Para apoiar sua argumentação, o governo apresenta ao TCU um plano abrangente que detalha as medidas já implementadas para combater fraudes no sistema e aquelas que ainda estão em fase de execução. Desde o início da Operação Sem Desconto, em abril do ano passado, que trouxe à tona descontos inadequados em contas de beneficiários, o INSS tem reforçado sua segurança com várias iniciativas.
Em meio a essa situação, destaca-se a figura do ex-presidente do INSS, Gilberto Waller, recentemente exonerado. Ele estava em negociações com o TCU para a implementação gradual de ações que evitassem a suspensão dos consignados, demonstrando uma busca pela minimização de impactos.
Entre as ações já em vigor, mencionam-se a utilização de biometria para bloquear e desbloquear empréstimos, a remoção da figura do representante legal em muitos casos e restrições que impossibilitam servidores de realizarem desbloqueios. Além disso, também se destaca a proibição de venda de produtos relacionados, como seguros, e a obrigatoriedade de que contratos sejam inseridos no sistema em um prazo máximo de sete dias.

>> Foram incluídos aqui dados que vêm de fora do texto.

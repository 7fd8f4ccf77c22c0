//! Readiness barrier over a fixed number of upstream async dependencies.

use std::sync::atomic::{AtomicUsize, Ordering};

use tokio::sync::watch;

/// Counts outstanding dependencies down to zero and fires exactly once.
///
/// The counter never goes below zero: extra completions are ignored and
/// report `false`.
pub struct ReadyBarrier {
    pending: AtomicUsize,
    ready: watch::Sender<bool>,
}

impl ReadyBarrier {
    pub fn new(pending: usize) -> Self {
        let (ready, _) = watch::channel(pending == 0);
        Self {
            pending: AtomicUsize::new(pending),
            ready,
        }
    }

    /// Mark one dependency done. Returns `true` only for the completion
    /// that made the barrier ready.
    pub fn complete_one(&self) -> bool {
        let prev = self
            .pending
            .fetch_update(Ordering::AcqRel, Ordering::Acquire, |n| n.checked_sub(1));
        match prev {
            Ok(1) => {
                self.ready.send_replace(true);
                true
            }
            _ => false,
        }
    }

    pub fn pending(&self) -> usize {
        self.pending.load(Ordering::Acquire)
    }

    pub fn is_ready(&self) -> bool {
        *self.ready.borrow()
    }

    /// Resolve once the counter has reached zero.
    pub async fn wait(&self) {
        let mut rx = self.ready.subscribe();
        // The sender lives in `self`, so the channel cannot close here.
        let _ = rx.wait_for(|ready| *ready).await;
    }
}
//! Gateway registry built from a loaded specification.

use std::collections::HashMap;
use std::sync::Arc;

use tracing::{info, warn};

use crate::error::SpecParseError;
use crate::gateway::ModelGateway;
use crate::spec::{Specification, NO_PARENT};
use crate::transport::Transport;

/// One gateway per model local name. Immutable once built, so it can be
/// shared behind an `Arc` and read from any task.
pub struct ModelFactory {
    gateways: HashMap<String, ModelGateway>,
}

impl ModelFactory {
    /// Build the registry. Pure: no I/O happens here.
    ///
    /// Two full names resolving to the same local name (`a.Widget` and
    /// `b.Widget`) collide; the later declaration replaces the earlier one.
    pub fn from_specification(
        spec: &Specification,
        transport: Arc<dyn Transport>,
    ) -> Result<Self, SpecParseError> {
        let mut gateways = HashMap::new();

        for descriptor in spec.descriptors()? {
            let name = descriptor.local_name.clone();
            let full_name = descriptor.full_name.clone();
            let gateway = ModelGateway::new(descriptor, transport.clone());
            if let Some(previous) = gateways.insert(name.clone(), gateway) {
                warn!(
                    "model '{}' from '{}' replaces '{}'",
                    name,
                    full_name,
                    previous.descriptor().full_name
                );
            }
        }

        info!("model factory ready with {} gateways", gateways.len());
        Ok(Self { gateways })
    }

    /// Gateway for a local model name; `None` when the model is unknown.
    pub fn gateway_for(&self, local_name: &str) -> Option<&ModelGateway> {
        self.gateways.get(local_name)
    }

    pub fn contains(&self, local_name: &str) -> bool {
        self.gateways.contains_key(local_name)
    }

    /// Local names, sorted.
    pub fn names(&self) -> Vec<&str> {
        let mut names: Vec<&str> = self.gateways.keys().map(String::as_str).collect();
        names.sort_unstable();
        names
    }

    /// All gateways sorted by local name.
    pub fn gateways(&self) -> Vec<&ModelGateway> {
        let mut all: Vec<&ModelGateway> = self.gateways.values().collect();
        all.sort_by(|a, b| a.model_name().cmp(b.model_name()));
        all
    }

    /// Gateways whose parent is `parent_name`, sorted by local name.
    pub fn children_of(&self, parent_name: &str) -> Vec<&ModelGateway> {
        self.gateways()
            .into_iter()
            .filter(|g| g.parent_name() == parent_name)
            .collect()
    }

    /// Gateways with no parent.
    pub fn roots(&self) -> Vec<&ModelGateway> {
        self.children_of(NO_PARENT)
    }

    pub fn len(&self) -> usize {
        self.gateways.len()
    }

    pub fn is_empty(&self) -> bool {
        self.gateways.is_empty()
    }
}

#[cfg(test)]
mod tests {
    use super::*;
    use crate::spec::local_name;
    use crate::transport::mock::{MockTransport, Recorded};
    use serde_json::json;

    fn build(yaml: &str) -> (ModelFactory, Arc<MockTransport>) {
        let t = Arc::new(MockTransport::new());
        let spec = Specification::from_yaml(yaml).unwrap();
        (ModelFactory::from_specification(&spec, t.clone()).unwrap(), t)
    }

    #[tokio::test]
    async fn single_grouped_model() {
        let (factory, t) = build("group.Widget:\n  parent: group\n");
        assert_eq!(factory.len(), 1);

        let gw = factory.gateway_for("Widget").unwrap();
        assert_eq!(gw.model_name(), "Widget");
        assert_eq!(gw.parent_name(), "group");

        t.answer(json!([]));
        gw.get_all("1").await.unwrap();
        assert_eq!(t.recorded(), vec![Recorded::Get("/group/1/Widgets".into())]);
    }

    #[test]
    fn every_entry_gets_a_gateway_with_its_parent() {
        let yaml = "\
project:
  title: string
game.Scene:
  parent: project
  name: string
game.Sprite.Extra:
  .parent: Scene
  x: int
Asset:
  parent: project
  .parent: ignored
";
        let (factory, _) = build(yaml);
        let spec = Specification::from_yaml(yaml).unwrap();

        for (full_name, body) in spec.entries() {
            let name = local_name(full_name).unwrap();
            let gw = factory.gateway_for(name).unwrap();
            assert_eq!(gw.parent_name(), crate::spec::resolve_parent(body));
        }
        assert_eq!(factory.names(), vec!["Asset", "Scene", "Sprite", "project"]);
        assert_eq!(factory.gateway_for("project").unwrap().parent_name(), "none");
        assert_eq!(factory.gateway_for("Sprite").unwrap().parent_name(), "Scene");
        assert_eq!(factory.gateway_for("Asset").unwrap().parent_name(), "project");
    }

    #[test]
    fn unknown_name_is_none() {
        let (factory, _) = build("Widget: {}\n");
        assert!(factory.gateway_for("Gadget").is_none());
        assert!(factory.gateway_for("").is_none());
        assert!(!factory.contains("Gadget"));
    }

    #[test]
    fn duplicate_local_name_last_wins() {
        let (factory, _) = build(
            "a.Widget:\n  parent: alpha\nb.Widget:\n  parent: beta\n",
        );
        assert_eq!(factory.len(), 1);
        let gw = factory.gateway_for("Widget").unwrap();
        assert_eq!(gw.parent_name(), "beta");
        assert_eq!(gw.descriptor().full_name, "b.Widget");
    }

    #[test]
    fn empty_full_name_fails() {
        let spec = Specification::from_json(r#"{"": {}}"#).unwrap();
        let err = ModelFactory::from_specification(&spec, Arc::new(MockTransport::new()))
            .err()
            .unwrap();
        assert!(matches!(err, SpecParseError::EmptyName));
    }

    #[test]
    fn hierarchy_queries() {
        let (factory, _) = build(
            "project: {}\nScene:\n  parent: project\nAsset:\n  parent: project\nSprite:\n  parent: Scene\n",
        );
        let roots: Vec<&str> = factory.roots().iter().map(|g| g.model_name()).collect();
        assert_eq!(roots, vec!["project"]);
        let kids: Vec<&str> = factory.children_of("project").iter().map(|g| g.model_name()).collect();
        assert_eq!(kids, vec!["Asset", "Scene"]);
        assert!(factory.children_of("Sprite").is_empty());
    }

    #[test]
    fn empty_spec_builds_empty_factory() {
        let (factory, _) = build("");
        assert!(factory.is_empty());
    }
}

A Dataprev, empresa responsável por tecnologia no governo, está atualmente trabalhando para automatizar processos, como a averbação de contratos, evitando que as instituições financeiras cobrem juros indevidos durante a simulação e contratação de empréstimos. Ferramentas de inteligência artificial também estão sendo implementadas para fortalecer ainda mais a segurança.
A decisão do TCU foi baseada em uma auditoria que identificou práticas consideradas abusivas, incluindo concessão de empréstimos a pessoas falecidas e menores de idade, falta de contratos formalizados, e irregularidades na validação biométrica, entre outros problemas. O tribunal estipulou um prazo de 45 dias para que o INSS apresente um relatório técnico que ateste a eficácia das novas medidas de segurança.
Essas ações são críticas, não apenas para proteger os aposentados de fraudes, mas também para garantir a responsabilidade de servidores e instituições financeiras envolvidas em possíveis irregularidades nas operações de crédito consignado.